What's Down the Road for CRC?

With the recent addition of the AMD EPYC Genoa processors to the SMP cluster, right on the heel of upgrades to the GPU, HTC and MPI clusters and storage capacity in 2022, you can say that we have performed one full cycle of upgrades to every segment of CRC’s cyberinfrastructure. As you can see in the chart at right, our hardware landscape has tipped more towards the New than the Old.

So what’s next? Is there more to come?  Yes. More GPUs!

A combination of direct user feedback and the usage metrics on our dashboard pointed to the need for more GPUs. We will be finalizing our RFQ (request for quotes) bidding process for the acquisition of nodes comprised of Nvidia L40S GPUs based on the latest Ada Lovelace architecture. Benchmarks have shown the L40 (the L40S is the upgraded higher-frequency version) to provide performance similar to A100 for popular HPC applications while additionally providing up to 70% increased performance for AI training. These new nodes are targeted to be deployed before the winter break.
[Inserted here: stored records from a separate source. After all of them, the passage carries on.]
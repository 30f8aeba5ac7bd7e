//! Server-Sent Events (SSE) decoding for streamed completions.
//!
//! SSE format:
//! ```text
//! data: {"key": "value"}
//!
//! data: {"another": "event"}
//!
//! data: [DONE]
//! ```
//!
//! Only `data` fields matter for chat completions; comments (`: keep-alive`)
//! and `event:`/`id:` fields are skipped.

use bytes::Bytes;
use futures::stream::{self, Stream, StreamExt};

use crate::client::ClientError;

/// Extension trait for `reqwest::Response` to enable SSE streaming.
///
/// # Example
/// ```ignore
/// use oai_compat::sse::SSEResponseExt;
/// use futures::StreamExt;
///
/// let response = client.post(url).json(&body).send().await?;
///
/// let mut stream = response.sse();
/// while let Some(result) = stream.next().await {
///     let data = result?;
///     println!("SSE data: {}", data);
/// }
/// ```
pub trait SSEResponseExt {
    /// Convert the response into a stream of SSE `data` payloads.
    ///
    /// Stops when the `[DONE]` marker is encountered or the body ends.
    fn sse(self) -> impl Stream<Item = Result<String, ClientError>> + Send;
}

impl SSEResponseExt for reqwest::Response {
    fn sse(self) -> impl Stream<Item = Result<String, ClientError>> + Send {
        sse_data(self.bytes_stream())
    }
}

/// Decode SSE `data` payloads from a raw byte stream.
///
/// Chunk boundaries may fall anywhere, including inside a line or a multi-byte
/// UTF-8 sequence; bytes are buffered until a full line is available.
pub fn sse_data<S, E>(byte_stream: S) -> impl Stream<Item = Result<String, ClientError>> + Send
where
    S: Stream<Item = Result<Bytes, E>> + Send + 'static,
    E: Into<ClientError> + Send + 'static,
{
    stream::unfold(
        (Box::pin(byte_stream), Vec::<u8>::new(), false),
        |(mut byte_stream, mut buffer, mut ended)| async move {
            loop {
                while let Some(pos) = buffer.iter().position(|&b| b == b'\n') {
                    let line: Vec<u8> = buffer.drain(..=pos).collect();
                    match decode_line(&line) {
                        Some(data) if is_done_marker(&data) => return None,
                        Some(data) => return Some((Ok(data), (byte_stream, buffer, ended))),
                        None => continue,
                    }
                }

                if ended {
                    // Trailing line without a newline.
                    let line = std::mem::take(&mut buffer);
                    return decode_line(&line)
                        .filter(|data| !is_done_marker(data))
                        .map(|data| (Ok(data), (byte_stream, buffer, ended)));
                }

                match byte_stream.next().await {
                    Some(Ok(chunk)) => buffer.extend_from_slice(&chunk),
                    Some(Err(e)) => {
                        // A failed body cannot be resumed.
                        buffer.clear();
                        ended = true;
                        return Some((Err(e.into()), (byte_stream, buffer, ended)));
                    }
                    None => ended = true,
                }
            }
        },
    )
}

fn decode_line(line: &[u8]) -> Option<String> {
    let line = String::from_utf8_lossy(line);
    parse_sse_line(line.trim()).map(str::to_string)
}

/// Parse an SSE line to extract the data portion.
///
/// # Example
/// ```
/// use oai_compat::sse::parse_sse_line;
///
/// assert_eq!(parse_sse_line("data: {\"key\": \"value\"}"), Some("{\"key\": \"value\"}"));
/// assert_eq!(parse_sse_line("data:[DONE]"), Some("[DONE]"));
/// assert_eq!(parse_sse_line(": keep-alive"), None);
/// ```
pub fn parse_sse_line(line: &str) -> Option<&str> {
    line.strip_prefix("data:")
        .map(|s| s.trim())
        .filter(|s| !s.is_empty())
}

/// Check if an SSE data line indicates the stream is done.
///
/// # Example
/// ```
/// use oai_compat::sse::is_done_marker;
///
/// assert!(is_done_marker("[DONE]"));
/// assert!(!is_done_marker("{\"data\": \"value\"}"));
/// ```
pub fn is_done_marker(data: &str) -> bool {
    data == "[DONE]"
}

#[cfg(test)]
mod tests {
    use super::*;

    fn chunks(parts: &[&'static [u8]]) -> impl Stream<Item = Result<Bytes, ClientError>> + Send {
        stream::iter(
            parts
                .iter()
                .map(|p| Ok(Bytes::from_static(*p)))
                .collect::<Vec<_>>(),
        )
    }

    async fn collect(parts: &[&'static [u8]]) -> Vec<String> {
        sse_data(chunks(parts))
            .map(|r| r.unwrap())
            .collect()
            .await
    }

    #[test]
    fn test_parse_sse_line() {
        assert_eq!(parse_sse_line("data: hello"), Some("hello"));
        assert_eq!(parse_sse_line("data:hello"), Some("hello"));
        assert_eq!(parse_sse_line("data:   spaces  "), Some("spaces"));
        assert_eq!(parse_sse_line("data:"), None);
        assert_eq!(parse_sse_line("event: message"), None);
        assert_eq!(parse_sse_line(""), None);
    }

    #[test]
    fn test_is_done_marker() {
        assert!(is_done_marker("[DONE]"));
        assert!(!is_done_marker(""));
        assert!(!is_done_marker("data"));
    }

    #[tokio::test]
    async fn test_lines_split_across_chunks() {
        let events = collect(&[b"data: {\"a\"", b":1}\n\ndata: {\"b\":2}\n", b"\n"]).await;
        assert_eq!(events, vec!["{\"a\":1}", "{\"b\":2}"]);
    }

    #[tokio::test]
    async fn test_utf8_split_across_chunks() {
        // "é" is 0xC3 0xA9
        let events = collect(&[b"data: caf\xC3", b"\xA9\n\n"]).await;
        assert_eq!(events, vec!["café"]);
    }

    #[tokio::test]
    async fn test_stops_at_done_marker() {
        let events = collect(&[b"data: one\n\ndata: [DONE]\n\ndata: two\n\n"]).await;
        assert_eq!(events, vec!["one"]);
    }

    #[tokio::test]
    async fn test_skips_comments_and_keeps_trailing_line() {
        let events = collect(&[b": keep-alive\r\n\r\nevent: chunk\r\ndata: one\r\n\r\ndata: two"]).await;
        assert_eq!(events, vec!["one", "two"]);
    }

    #[tokio::test]
    async fn test_error_ends_stream() {
        let source = stream::iter(vec![
            Ok(Bytes::from_static(b"data: one\n")),
            Err(ClientError::Config("boom".to_string())),
            Ok(Bytes::from_static(b"data: two\n")),
        ]);
        let results: Vec<_> = sse_data(source).collect().await;

        assert_eq!(results.len(), 2);
        assert_eq!(results[0].as_ref().unwrap(), "one");
        assert!(matches!(results[1], Err(ClientError::Config(_))));
    }
}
While our storage capacity has increased, the underlying performance has not improved commensurate with the growth of data science. We have received reports from our user base about the slowness of the filesystem when resources are under heavy usage. In coordination with Pitt IT, we have initiated a project to acquire the next generation storage filesystem that is architected specifically to address high bandwidth and high IOPs requirements. The project is expected to conclude by the end of the Spring 2024 semester with deployment during Fall.

Lastly, to complement our open science resources, CRC is deploying a HIPAA-compliant environment suitable for analysis of data that may contain any of the 18 HIPAA identifiers. The environment is similar to the open science Slurm cluster, with additional safeguards to maintain data security and privacy. The initial compute/data environment will be comprised of 600TB of storage based on self-encrypting drives, five CPU nodes (dual-socket AMD EPYC 9374F processors with 768GB of RAM), and two nodes with Nvidia L40S GPUs. The CPU system will go live in a few weeks and the GPUs will be added once we take delivery of the big purchase before the winter break.

Wednesday, November 1, 2023